── Data supplied

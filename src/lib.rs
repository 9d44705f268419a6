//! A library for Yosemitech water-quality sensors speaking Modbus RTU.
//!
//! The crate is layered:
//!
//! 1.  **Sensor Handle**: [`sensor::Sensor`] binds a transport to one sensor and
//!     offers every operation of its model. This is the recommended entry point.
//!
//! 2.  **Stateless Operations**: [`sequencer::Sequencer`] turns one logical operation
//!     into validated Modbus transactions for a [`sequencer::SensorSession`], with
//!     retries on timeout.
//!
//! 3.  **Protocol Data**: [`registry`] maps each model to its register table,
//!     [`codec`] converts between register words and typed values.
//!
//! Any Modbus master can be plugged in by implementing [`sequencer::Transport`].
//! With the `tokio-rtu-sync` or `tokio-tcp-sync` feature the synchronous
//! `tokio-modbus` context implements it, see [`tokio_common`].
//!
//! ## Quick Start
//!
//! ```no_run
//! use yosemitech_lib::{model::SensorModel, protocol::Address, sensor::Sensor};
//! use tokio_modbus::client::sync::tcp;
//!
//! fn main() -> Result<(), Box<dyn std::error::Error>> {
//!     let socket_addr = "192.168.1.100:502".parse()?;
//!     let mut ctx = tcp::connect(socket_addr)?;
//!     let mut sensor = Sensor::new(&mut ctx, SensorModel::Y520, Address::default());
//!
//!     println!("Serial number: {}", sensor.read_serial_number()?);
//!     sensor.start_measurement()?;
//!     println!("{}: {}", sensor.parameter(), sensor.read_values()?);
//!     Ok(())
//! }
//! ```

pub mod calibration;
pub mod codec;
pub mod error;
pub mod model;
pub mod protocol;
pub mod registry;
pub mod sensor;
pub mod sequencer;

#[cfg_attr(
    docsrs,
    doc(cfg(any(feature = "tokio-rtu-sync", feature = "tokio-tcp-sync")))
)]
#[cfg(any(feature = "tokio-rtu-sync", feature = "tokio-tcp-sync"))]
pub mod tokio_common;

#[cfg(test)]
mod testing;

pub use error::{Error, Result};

────

# Instructions for the task
Reproduce the entries exactly, each one as given.

# Response area
filename src/lib.rs
repository 9d44705f268419a6
//! A library for Yosemitech water-quality sensors speaking Modbus RTU.
//!
//! The crate is layered:
//!
//! 1.  **Sensor Handle**: [`sensor::Sensor`] binds a transport to one sensor and
//!     offers every operation of its model. This is the recommended entry point.
//!
//! 2.  **Stateless Operations**: [`sequencer::Sequencer`] turns one logical operation
//!     into validated Modbus transactions for a [`sequencer::SensorSession`], with
//!     retries on timeout.
//!
//! 3.  **Protocol Data**: [`registry`] maps each model to its register table,
//!     [`codec`] converts between register words and typed values.
//!
//! Any Modbus master can be plugged in by implementing [`sequencer::Transport`].
//! With the `tokio-rtu-sync` or `tokio-tcp-sync` feature the synchronous
//! `tokio-modbus` context implements it, see [`tokio_common`].
//!
//! ## Quick Start
//!
//! ```no_run
//! use yosemitech_lib::{model::SensorModel, protocol::Address, sensor::Sensor};
//! use tokio_modbus::client::sync::tcp;
//!
//! fn main() -> Result<(), Box<dyn std::error::Error>> {
//!     let socket_addr = "192.168.1.100:502".parse()?;
//!     let mut ctx = tcp::connect(socket_addr)?;
//!     let mut sensor = Sensor::new(&mut ctx, SensorModel::Y520, Address::default());
//!
//!     println!("Serial number: {}", sensor.read_serial_number()?);
//!     sensor.start_measurement()?;
//!     println!("{}: {}", sensor.parameter(), sensor.read_values()?);
//!     Ok(())
//! }
//! ```

pub mod calibration;
pub mod codec;
pub mod error;
pub mod model;
pub mod protocol;
pub mod registry;
pub mod sensor;
pub mod sequencer;

#[cfg_attr(
    docsrs,
    doc(cfg(any(feature = "tokio-rtu-sync", feature = "tokio-tcp-sync")))
)]
#[cfg(any(feature = "tokio-rtu-sync", feature = "tokio-tcp-sync"))]
pub mod tokio_common;

#[cfg(test)]
mod testing;

pub use error::{Error, Result};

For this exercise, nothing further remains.